Saturday, May 9, 2015

Trying to organize information about my Quixotic Quest

My quixotic quest for the world anthem was inspired by learning about Michael Jackson’s ideas on this topic.

Michael Jackson believed that if we could achieve the whole world singing an anthem together, it might make war more difficult.  This was based on watching his audiences unite in singing with him when he was on stage — and seeing racial/ethnic/religious/gender differences dissolve in those audiences when people sang and danced together.

Michael Jackson wrote or co-wrote at least three songs focusing on uniting the world: “Cry,” “Heal the World,” and “We are the World.”   Here is a list of some videos showing people singing these songs



I’ve been writing a lot about this quest under another pseudonym.  Here is a list of blogs that focus on the quixotic quest.  A lot of these blogs have been inspired by my interest in Pop Music, and the incredible power that this music has to unite fans all over the world.

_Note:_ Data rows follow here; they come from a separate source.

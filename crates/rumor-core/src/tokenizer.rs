use std::collections::{BTreeSet, HashSet};
use std::sync::LazyLock;

use regex::Regex;

static WORD_RUN: LazyLock<Regex> = LazyLock::new(|| Regex::new(r"\p{Alphabetic}{2,}").unwrap());

static STOP_WORDS: LazyLock<HashSet<&'static str>> = LazyLock::new(|| {
    include_str!("stopwords.txt")
        .lines()
        .map(str::trim)
        .filter(|l| !l.is_empty() && !l.starts_with('#'))
        .collect()
});

/// Extract the keyword set of a piece of text.
///
/// Candidates are runs of two or more alphabetic characters, so digits,
/// punctuation and single letters never form keywords and `"Keyword!?"`
/// yields `keyword`. Candidates are lower-cased and the stop-list removed.
pub fn extract_keywords(text: &str) -> BTreeSet<String> {
    WORD_RUN
        .find_iter(text)
        .map(|m| m.as_str().to_lowercase())
        .filter(|w| !is_stop_word(w))
        .collect()
}

/// Whether a lowercase word is on the stop-list.
pub fn is_stop_word(word: &str) -> bool {
    STOP_WORDS.contains(word)
}
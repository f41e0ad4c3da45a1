use anyhow::{Context, Result};

use super::Discovered;
use crate::config::RumorConfig;
use crate::ports::{ContentFeed, MessageQueue};

/// Queue the feed's current top `limit` ids for inspection.
pub async fn discover<F: ContentFeed, Q: MessageQueue>(
    feed: &F,
    queue: &Q,
    config: &RumorConfig,
    limit: usize,
) -> Result<usize> {
    let ids = feed
        .top_ids(&config.discovery_target_api_url)
        .await
        .context("failed to fetch top ids")?;

    let bodies = ids
        .iter()
        .take(limit)
        .map(|id| {
            serde_json::to_string(&Discovered {
                news_item_id: id.to_string(),
            })
        })
        .collect::<Result<Vec<_>, _>>()?;

    queue.send(
        &config.collection_queue_name,
        &bodies,
        rumor_core::constants::MAX_BATCH_SIZE,
    )?;
    tracing::info!(
        "Sent {} messages on queue {}",
        bodies.len(),
        config.collection_queue_name
    );
    Ok(bodies.len())
}
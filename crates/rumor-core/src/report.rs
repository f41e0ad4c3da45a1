//! Evaluation reports: an immutable snapshot of one qualification run and
//! its plain-text rendering for notification bodies.

use std::fmt::Write as _;

use serde::{Deserialize, Serialize};
use uuid::Uuid;

use crate::constants::REPORT_VERSION;
use crate::scoring::ScoredItem;
use crate::time::unix_to_pretty;

/// One qualifying item as recorded in a report.
#[derive(Debug, Clone, PartialEq, Serialize, Deserialize)]
pub struct ReportEntry {
    pub id: String,
    pub title: String,
    pub url: String,
    pub score: f64,
    pub modified_score: f64,
    pub score_bonus: f64,
    #[serde(default)]
    pub feedback_url: Option<String>,
    #[serde(default)]
    pub keywords: Vec<String>,
}

impl ReportEntry {
    pub fn from_scored(scored: &ScoredItem, feedback_url: Option<String>) -> Self {
        Self {
            id: scored.item.id.clone(),
            title: scored.item.title().to_string(),
            url: scored.item.url.clone(),
            score: scored.item.raw_score,
            modified_score: scored.modified_score,
            score_bonus: scored.score_bonus(),
            feedback_url,
            keywords: scored.item.keywords().iter().cloned().collect(),
        }
    }
}

/// Parameters a report was produced with.
#[derive(Debug, Clone, PartialEq, Serialize, Deserialize)]
pub struct ReportConfig {
    pub news_item_max_age_hours: u64,
    pub evaluation_period_hours: u64,
    pub qualification_threshold: f64,
    pub qualification_limit: usize,
}

#[derive(Debug, Clone, PartialEq, Serialize, Deserialize)]
pub struct Report {
    pub id: Uuid,
    pub created_at: u64,
    pub entries: Vec<ReportEntry>,
    pub config: ReportConfig,
    pub version: String,
}

impl Report {
    /// Snapshot a ranked selection. `feedback_urls` pairs up with `ranked`
    /// by position; missing positions get no feedback link.
    pub fn new(
        created_at: u64,
        ranked: &[ScoredItem],
        feedback_urls: Vec<Option<String>>,
        config: ReportConfig,
    ) -> Self {
        let mut urls = feedback_urls.into_iter();
        let entries = ranked
            .iter()
            .map(|s| ReportEntry::from_scored(s, urls.next().flatten()))
            .collect();
        Self {
            id: Uuid::new_v4(),
            created_at,
            entries,
            config,
            version: REPORT_VERSION.to_string(),
        }
    }

    pub fn is_empty(&self) -> bool {
        self.entries.is_empty()
    }

    pub fn to_json(&self) -> serde_json::Result<String> {
        serde_json::to_string(self)
    }

    pub fn from_json(json: &str) -> serde_json::Result<Self> {
        serde_json::from_str(json)
    }
}

/// Render a report as notification text.
///
/// ```text
/// Created 2026-02-21 13:05:09+00:00 (UTC)
///
/// [120 + 30] Some title
/// https://example.com/post
///
/// ```
pub fn format_report(report: &Report) -> String {
    let mut out = format!("Created {}\n\n", unix_to_pretty(report.created_at));
    for entry in &report.entries {
        let _ = write!(
            out,
            "[{} + {}] {}\n{}\n\n",
            format_score(entry.score),
            format_score(entry.score_bonus),
            entry.title,
            entry.url
        );
    }
    out
}

/// Scores print without a fractional part when whole and with at most two
/// decimals otherwise.
pub fn format_score(score: f64) -> String {
    let rounded = (score * 100.0).round() / 100.0;
    if rounded == rounded.trunc() {
        format!("{}", rounded as i64)
    } else {
        let s = format!("{rounded:.2}");
        s.trim_end_matches('0').to_string()
    }
}
use rusqlite::params;

use rumor_core::{PREFERENCE_TYPE_KEYWORD, Preference};

use crate::error::{Result, StoreError};
use crate::store::Store;

impl Store {
    /// All keyword preferences in a table, ordered by keyword.
    pub fn preferences(&self, table: &str) -> Result<Vec<Preference>> {
        let mut stmt = self.conn().prepare(
            "SELECT preference_key, preference_weight FROM preferences
             WHERE table_name = ?1 AND preference_type = ?2
             ORDER BY preference_key",
        )?;
        let preferences: Vec<Preference> = stmt
            .query_map(params![table, PREFERENCE_TYPE_KEYWORD], |row| {
                Ok(Preference {
                    keyword: row.get(0)?,
                    weight: row.get(1)?,
                })
            })?
            .collect::<std::result::Result<_, _>>()?;

        tracing::info!("Found {} keywords", preferences.len());
        Ok(preferences)
    }

    /// Insert or replace a keyword's weight. Weights must be positive.
    pub fn put_preference(&self, table: &str, preference: &Preference) -> Result<()> {
        if !(preference.weight > 0.0 && preference.weight.is_finite()) {
            return Err(StoreError::InvalidData(format!(
                "weight for '{}' must be positive, got {}",
                preference.keyword, preference.weight
            )));
        }
        if preference.keyword.is_empty() {
            return Err(StoreError::InvalidData("empty keyword".to_string()));
        }
        self.conn().execute(
            "INSERT OR REPLACE INTO preferences
                (table_name, preference_type, preference_key, preference_weight)
             VALUES (?1, ?2, ?3, ?4)",
            params![
                table,
                PREFERENCE_TYPE_KEYWORD,
                preference.keyword,
                preference.weight
            ],
        )?;
        Ok(())
    }
}
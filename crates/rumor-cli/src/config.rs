//! Pipeline configuration: defaults, then an optional TOML file, then
//! `RUMOR_*` environment variables (`RUMOR_QUALIFICATION_LIMIT` sets
//! `qualification_limit`). Command-line flags are applied by the individual
//! commands on top of the result.

use std::path::Path;

use anyhow::{Context, Result};
use ::config::builder::DefaultState;
use ::config::{ConfigBuilder, Environment, File, FileFormat};
use serde::Deserialize;

/// Configuration file looked up inside the data directory.
pub const CONFIG_FILE_NAME: &str = "rumor.toml";

#[derive(Debug, Clone, PartialEq, Deserialize)]
#[serde(default)]
pub struct RumorConfig {
    pub discovery_target_api_url: String,
    pub discovery_limit: usize,
    pub collection_queue_name: String,
    pub classification_queue_name: String,
    pub inspection_batch_size: i64,
    pub classification_batch_size: i64,
    pub news_item_max_age_hours: u64,
    pub evaluation_period_hours: u64,
    pub qualification_threshold: f64,
    pub qualification_limit: usize,
    pub news_item_table_name: String,
    pub evaluation_report_table_name: String,
    pub preference_table_name: String,
    pub report_period_hours: u64,
    pub notification_topic_name: String,
    pub notification_webhook_url: Option<String>,
    pub feedback_period_hours: u64,
    pub feedback_max_age_hours: u64,
    pub bitly_access_token: Option<String>,
    pub bitly_api_url: String,
}

impl Default for RumorConfig {
    fn default() -> Self {
        Self {
            discovery_target_api_url: "https://hacker-news.firebaseio.com".to_string(),
            discovery_limit: 5,
            collection_queue_name: "rumor-dev-collection-queue".to_string(),
            classification_queue_name: "rumor-dev-classification-queue".to_string(),
            inspection_batch_size: 2,
            classification_batch_size: 2,
            news_item_max_age_hours: 48,
            evaluation_period_hours: 72,
            qualification_threshold: 1.5,
            qualification_limit: 10,
            news_item_table_name: "rumor-dev-news-items".to_string(),
            evaluation_report_table_name: "rumor-dev-evaluation-reports".to_string(),
            preference_table_name: "rumor-dev-preferences".to_string(),
            report_period_hours: 24,
            notification_topic_name: "rumor-dev-notification-topic".to_string(),
            notification_webhook_url: None,
            feedback_period_hours: 24,
            feedback_max_age_hours: 720,
            bitly_access_token: None,
            bitly_api_url: "https://api-ssl.bitly.com/v4".to_string(),
        }
    }
}

impl RumorConfig {
    /// Load from `explicit` if given, else `<data_dir>/rumor.toml` when it
    /// exists, then apply the process environment.
    pub fn load(explicit: Option<&Path>, data_dir: &Path) -> Result<Self> {
        let file = match explicit {
            Some(path) => Some(path.to_path_buf()),
            None => Some(data_dir.join(CONFIG_FILE_NAME)).filter(|p| p.is_file()),
        };

        let mut builder = ::config::Config::builder();
        if let Some(path) = &file {
            builder = builder.add_source(File::from(path.as_path()).format(FileFormat::Toml));
        }
        Self::from_builder(builder, environment())
            .with_context(|| match &file {
                Some(path) => format!("invalid config {}", path.display()),
                None => "invalid config in environment".to_string(),
            })
    }

    fn from_builder(builder: ConfigBuilder<DefaultState>, env: Environment) -> Result<Self> {
        let settings = builder.add_source(env).build()?;
        Ok(settings.try_deserialize()?)
    }
}

fn environment() -> Environment {
    Environment::with_prefix("RUMOR")
        .prefix_separator("_")
        .ignore_empty(true)
}
//! Durable at-least-once message queues.
//!
//! A received message stays invisible for [`VISIBILITY_TIMEOUT_SECS`] under a
//! fresh receipt handle. Deleting by that handle acknowledges it; otherwise it
//! becomes receivable again once the timeout lapses.

use rusqlite::params;
use uuid::Uuid;

use crate::error::Result;
use crate::store::Store;

pub const VISIBILITY_TIMEOUT_SECS: u64 = 30;

/// A message handed out by [`Store::receive_messages`].
#[derive(Debug, Clone, PartialEq)]
pub struct Message {
    pub id: i64,
    pub receipt_handle: String,
    pub body: String,
}

impl Store {
    /// Append records to a queue, committing at most `batch_size` per
    /// transaction.
    pub fn send_messages(&self, queue: &str, bodies: &[String], batch_size: usize) -> Result<()> {
        for chunk in bodies.chunks(batch_size.max(1)) {
            let tx = self.conn().unchecked_transaction()?;
            for body in chunk {
                tx.execute(
                    "INSERT INTO messages (queue_name, body, visible_at) VALUES (?1, ?2, 0)",
                    params![queue, body],
                )?;
            }
            tx.commit()?;
        }
        Ok(())
    }

    /// Receive up to `max` visible messages, oldest first.
    pub fn receive_messages(&self, queue: &str, max: usize, now: u64) -> Result<Vec<Message>> {
        let tx = self.conn().unchecked_transaction()?;

        let ids: Vec<(i64, String)> = {
            let mut stmt = tx.prepare(
                "SELECT id, body FROM messages
                 WHERE queue_name = ?1 AND visible_at <= ?2
                 ORDER BY id LIMIT ?3",
            )?;
            let rows = stmt
                .query_map(params![queue, now as i64, max as i64], |row| {
                    Ok((row.get(0)?, row.get(1)?))
                })?
                .collect::<std::result::Result<_, _>>()?;
            rows
        };

        let hidden_until = (now + VISIBILITY_TIMEOUT_SECS) as i64;
        let mut messages = Vec::with_capacity(ids.len());
        for (id, body) in ids {
            let receipt_handle = Uuid::new_v4().to_string();
            tx.execute(
                "UPDATE messages SET receipt_handle = ?1, visible_at = ?2 WHERE id = ?3",
                params![receipt_handle, hidden_until, id],
            )?;
            messages.push(Message {
                id,
                receipt_handle,
                body,
            });
        }

        tx.commit()?;
        Ok(messages)
    }

    /// Acknowledge messages. Stale receipt handles (the message was
    /// redelivered since) are ignored.
    pub fn delete_messages(&self, queue: &str, messages: &[Message]) -> Result<usize> {
        let tx = self.conn().unchecked_transaction()?;
        let mut deleted = 0;
        for message in messages {
            deleted += tx.execute(
                "DELETE FROM messages WHERE queue_name = ?1 AND receipt_handle = ?2",
                params![queue, message.receipt_handle],
            )?;
        }
        tx.commit()?;
        Ok(deleted)
    }

    /// Messages currently waiting in a queue, visible or in flight.
    pub fn queue_depth(&self, queue: &str) -> Result<u64> {
        self.count("SELECT COUNT(*) FROM messages WHERE queue_name = ?1", queue)
    }
}
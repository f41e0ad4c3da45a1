use anyhow::{Context, Result};
use rumor_core::{REPORT_SUBJECT, format_report};

use super::hours_before;
use crate::config::RumorConfig;
use crate::ports::{NotificationSink, ReportStore};

/// Publish every report created in the last `period_hours`.
pub async fn send_reports<S: ReportStore, N: NotificationSink>(
    store: &S,
    sink: &N,
    config: &RumorConfig,
    period_hours: u64,
    now: u64,
) -> Result<usize> {
    let from = hours_before(now, period_hours);
    let reports = store.reports_between(&config.evaluation_report_table_name, from, now)?;
    if reports.is_empty() {
        tracing::info!("No reports to send");
        return Ok(0);
    }

    for report in &reports {
        sink.publish(
            &config.notification_topic_name,
            &format_report(report),
            REPORT_SUBJECT,
        )
        .await
        .with_context(|| format!("failed to publish report {}", report.id))?;
    }
    tracing::info!("Sent {} report(s)", reports.len());
    Ok(reports.len())
}
//! Cross-module scenarios: tokenize → dedupe → score → qualify → report,
//! and the feedback loop feeding the next selection.

use approx::assert_relative_eq;
use proptest::prelude::*;
use rumor_core::{
    Item, Preference, Qualification, Report, ReportConfig, adapt_weights, dedupe,
    format_report, mean_score, qualify, score, select_digest,
};
use rumor_core::tokenizer::{extract_keywords, is_stop_word};

fn config() -> ReportConfig {
    ReportConfig {
        news_item_max_age_hours: 48,
        evaluation_period_hours: 72,
        qualification_threshold: 1.5,
        qualification_limit: 10,
    }
}

/// Five items, two preferred keywords: only the boosted items clear 1.5x mean.
#[test]
fn end_to_end_qualification() {
    let scores = [1000.0, 101.0, 1002.0, 103.0, 1004.0];
    let items: Vec<Item> = scores
        .iter()
        .enumerate()
        .map(|(i, s)| {
            let title = format!("k{}", "x".repeat(i + 1));
            Item::new(i.to_string(), title, "u", *s, 0)
        })
        .collect();
    let prefs = vec![Preference::new("kx", 1.5), Preference::new("kxxxxx", 1.5)];

    let params = Qualification {
        threshold: 1.5,
        limit: 10,
    };
    let digest = select_digest(items, &prefs, params);

    let ids: Vec<&str> = digest.iter().map(|s| s.item.id.as_str()).collect();
    assert_eq!(ids, vec!["4", "0"]);
    assert_relative_eq!(digest[0].modified_score, 1506.0);
    assert_relative_eq!(digest[1].modified_score, 1500.0);
}

#[test]
fn feedback_raises_future_score() {
    let items = vec![
        Item::new("1", "Postgres vacuum explained", "u", 100.0, 0),
        Item::new("2", "Gardening in winter", "u", 100.0, 0),
    ];
    let before = score(items.clone(), &[]);
    assert_eq!(before[0].modified_score, before[1].modified_score);

    let adaptation = adapt_weights(&["Why Postgres needs vacuum"], &[]);
    let prefs: Vec<Preference> = adaptation.updates.into_iter().map(Into::into).collect();

    let after = score(items, &prefs);
    assert!(after[0].modified_score > after[1].modified_score);
    // postgres and vacuum both matched at 1.25
    assert_relative_eq!(after[0].modified_score, 156.25);
}

#[test]
fn report_renders_digest() {
    let items = vec![
        Item::new("a", "Rust async runtime", "https://a", 300.0, 0),
        Item::new("b", "Cooking pasta", "https://b", 10.0, 0),
    ];
    let prefs = vec![Preference::new("rust", 2.0)];
    let params = Qualification {
        threshold: 1.0,
        limit: 10,
    };
    let digest = select_digest(items, &prefs, params);
    let report = Report::new(0, &digest, Vec::new(), config());
    let text = format_report(&report);
    assert!(text.contains("[300 + 300] Rust async runtime\nhttps://a\n"));
    assert!(!text.contains("Cooking"));
}

fn arb_items() -> impl Strategy<Value = Vec<Item>> {
    prop::collection::vec((0u8..8, 0u32..1000, "[a-z ]{0,20}"), 0..40).prop_map(|rows| {
        rows.into_iter()
            .map(|(id, s, title)| {
                Item::new(id.to_string(), title, "u", s as f64, 0)
            })
            .collect()
    })
}

proptest! {
    #[test]
    fn dedupe_is_idempotent(items in arb_items()) {
        let once = dedupe(items);
        let twice = dedupe(once.clone());
        prop_assert_eq!(once, twice);
    }

    #[test]
    fn dedupe_keeps_max_per_id(items in arb_items()) {
        let unique = dedupe(items.clone());
        for kept in &unique {
            let max = items
                .iter()
                .filter(|i| i.id == kept.id)
                .map(|i| i.raw_score)
                .fold(f64::MIN, f64::max);
            prop_assert_eq!(kept.raw_score, max);
        }
    }

    #[test]
    fn qualify_respects_limit_and_cutoff(
        items in arb_items(),
        threshold in 0.0f64..3.0,
        limit in 0usize..12,
    ) {
        let prefs = vec![Preference::new("ab", 1.5), Preference::new("cd", 2.0)];
        let scored = score(dedupe(items), &prefs);
        let cutoff = mean_score(&scored) * threshold;
        let selected = qualify(scored, threshold, limit);
        prop_assert!(selected.len() <= limit);
        for s in &selected {
            prop_assert!(s.modified_score >= cutoff);
        }
        for pair in selected.windows(2) {
            prop_assert!(pair[0].modified_score >= pair[1].modified_score);
        }
    }

    #[test]
    fn weights_never_decrease(
        titles in prop::collection::vec("[a-z ]{0,30}", 0..10),
        start in 0.5f64..5.0,
    ) {
        let prefs: Vec<Preference> = ["rust", "kernel", "go"]
            .iter()
            .map(|k| Preference::new(k, start))
            .collect();
        let adaptation = adapt_weights(titles.as_slice(), &prefs);
        for update in &adaptation.updates {
            let floor = prefs
                .iter()
                .find(|p| p.keyword == update.keyword)
                .map_or(1.0, |p| p.weight);
            prop_assert!(update.weight > floor);
        }
    }

    #[test]
    fn keywords_are_lowercase_alphabetic_runs(text in "[A-Za-zÀ-ÿ0-9 .,'!?-]{0,60}") {
        for keyword in extract_keywords(&text) {
            prop_assert_eq!(keyword.to_lowercase(), keyword.clone());
            prop_assert!(keyword.chars().count() >= 2);
            prop_assert!(keyword.chars().all(char::is_alphabetic));
            prop_assert!(!is_stop_word(&keyword));
        }
    }

    #[test]
    fn unmatched_preferences_leave_scores_unchanged(items in arb_items()) {
        // Keywords containing digits or hyphens never come out of the tokenizer.
        let prefs = vec![Preference::new("k8s", 3.0), Preference::new("no-match", 0.5)];
        for scored in score(items, &prefs) {
            prop_assert_eq!(scored.modified_score, scored.item.raw_score);
            prop_assert_eq!(scored.score_bonus(), 0.0);
        }
    }

    #[test]
    fn modified_scores_are_non_negative(
        items in arb_items(),
        prefs in prop::collection::vec(("[a-z]{2,4}", 0.01f64..10.0), 0..8),
    ) {
        let prefs: Vec<Preference> = prefs
            .into_iter()
            .map(|(keyword, weight)| Preference::new(keyword, weight))
            .collect();
        for scored in score(items, &prefs) {
            prop_assert!(scored.modified_score >= 0.0);
        }
    }
}
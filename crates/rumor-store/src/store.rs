use std::path::{Path, PathBuf};
use std::{env, fs};

use rusqlite::{Connection, params};

use crate::error::{Result, StoreError};
use crate::schema;

/// File name of the database inside the data directory.
pub const DB_FILE_NAME: &str = "rumor.db";

/// Default data directory: `~/.rumor`.
pub fn default_base_dir() -> PathBuf {
    dirs_home().join(".rumor")
}

fn dirs_home() -> PathBuf {
    env::var("HOME")
        .or_else(|_| env::var("USERPROFILE"))
        .map(PathBuf::from)
        .unwrap_or_else(|_| PathBuf::from("."))
}

/// SQLite-backed queues and tables for every pipeline stage.
pub struct Store {
    conn: Connection,
}

impl Store {
    pub fn open(path: &Path) -> Result<Self> {
        let conn = Connection::open(path)?;
        schema::initialize(&conn)?;
        Ok(Self { conn })
    }

    /// Open `<base_dir>/rumor.db`, creating the directory when missing.
    pub fn open_in_dir(base_dir: &Path) -> Result<Self> {
        fs::create_dir_all(base_dir).map_err(|e| {
            StoreError::InvalidData(format!("failed to create {}: {e}", base_dir.display()))
        })?;
        let path = base_dir.join(DB_FILE_NAME);
        tracing::debug!("opening store at {}", path.display());
        Self::open(&path)
    }

    pub fn open_in_memory() -> Result<Self> {
        let conn = Connection::open_in_memory()?;
        schema::initialize(&conn)?;
        Ok(Self { conn })
    }

    pub fn conn(&self) -> &Connection {
        &self.conn
    }

    // --- Metadata ---

    pub fn get_metadata(&self, key: &str) -> Result<Option<String>> {
        let mut stmt = self
            .conn
            .prepare("SELECT value FROM metadata WHERE key = ?1")?;
        let result = stmt.query_row([key], |row| row.get(0)).ok();
        Ok(result)
    }

    pub fn set_metadata(&self, key: &str, value: &str) -> Result<()> {
        self.conn.execute(
            "INSERT OR REPLACE INTO metadata (key, value) VALUES (?1, ?2)",
            params![key, value],
        )?;
        Ok(())
    }

    // --- Stats ---

    pub fn count_items(&self, table: &str) -> Result<u64> {
        self.count(
            "SELECT COUNT(*) FROM news_items WHERE table_name = ?1",
            table,
        )
    }

    pub fn count_preferences(&self, table: &str) -> Result<u64> {
        self.count(
            "SELECT COUNT(*) FROM preferences WHERE table_name = ?1",
            table,
        )
    }

    pub fn count_reports(&self, table: &str) -> Result<u64> {
        self.count("SELECT COUNT(*) FROM reports WHERE table_name = ?1", table)
    }

    pub(crate) fn count(&self, sql: &str, key: &str) -> Result<u64> {
        let n: i64 = self.conn.query_row(sql, [key], |row| row.get(0))?;
        Ok(n as u64)
    }
}
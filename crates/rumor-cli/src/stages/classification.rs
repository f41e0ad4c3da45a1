use anyhow::Result;
use rumor_store::StoredItem;

use super::checked_batch_size;
use crate::config::RumorConfig;
use crate::ports::{ItemStore, MessageQueue};
use crate::upstream::FeedItem;

/// Persist queued feed items with their keywords, then acknowledge them.
///
/// Returns the number of items stored. Bodies that cannot be decoded are
/// logged and acknowledged anyway, since redelivery cannot repair them.
pub fn classify<Q: MessageQueue, S: ItemStore>(
    queue: &Q,
    store: &S,
    config: &RumorConfig,
    batch_size: i64,
    now: u64,
) -> Result<usize> {
    let Some(batch_size) = checked_batch_size(batch_size) else {
        tracing::warn!("Invalid batch size: {batch_size}");
        return Ok(0);
    };

    let source = &config.classification_queue_name;
    let messages = queue.receive(source, batch_size)?;
    if messages.is_empty() {
        tracing::info!("Queue is empty");
        return Ok(0);
    }

    let table = &config.news_item_table_name;
    let mut stored = 0;
    for message in &messages {
        let feed_item: FeedItem = match serde_json::from_str(&message.body) {
            Ok(item) => item,
            Err(e) => {
                tracing::warn!("skipping malformed message {}: {e}", message.id);
                continue;
            }
        };
        let Some(item) = feed_item.into_item() else {
            tracing::warn!("skipping message {} without url or title", message.id);
            continue;
        };
        tracing::debug!("classified item {} as {:?}", item.id, item.keywords());
        store.put_item(
            table,
            &StoredItem::new(item, now, config.news_item_max_age_hours),
        )?;
        stored += 1;
    }

    store.purge_expired(table, now)?;
    queue.delete(source, &messages)?;
    tracing::info!("Read {} messages from queue {source}", messages.len());
    Ok(stored)
}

Here are some blogs that mention the quest as an aside

Eric Whitacre at Alice Tully Hall March 2013
Josh Groban at the Beacon Theater 9/29/15

I recognize that many people now detest Michael Jackson because of the TV special with allegations that he molested children. I don't know whether he did or he didn't, but his observations of the unifying effect of music, dance, and children remain very valid.  You could say many things about him, but no one could dispute that he knew his audience.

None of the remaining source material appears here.